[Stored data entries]
= = = = =

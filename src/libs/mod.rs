//! Supporting modules for certrack.
//!
//! - **Domain**: certification status derivation (`status`)
//! - **Infrastructure**: configuration, data directory, logging
//! - **Terminal**: messages, validated prompts, table views

pub mod config;
pub mod data_storage;
pub mod logging;
pub mod messages;
pub mod prompt;
pub mod status;
pub mod view;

= = = = =

Nothing but the lines from the one holding "prompts, table views" to the end of the entries should be returned, each exactly as it stands.

//! - **Terminal**: messages, validated prompts, table views

pub mod config;
pub mod data_storage;
pub mod logging;
pub mod messages;
pub mod prompt;
pub mod status;
pub mod view;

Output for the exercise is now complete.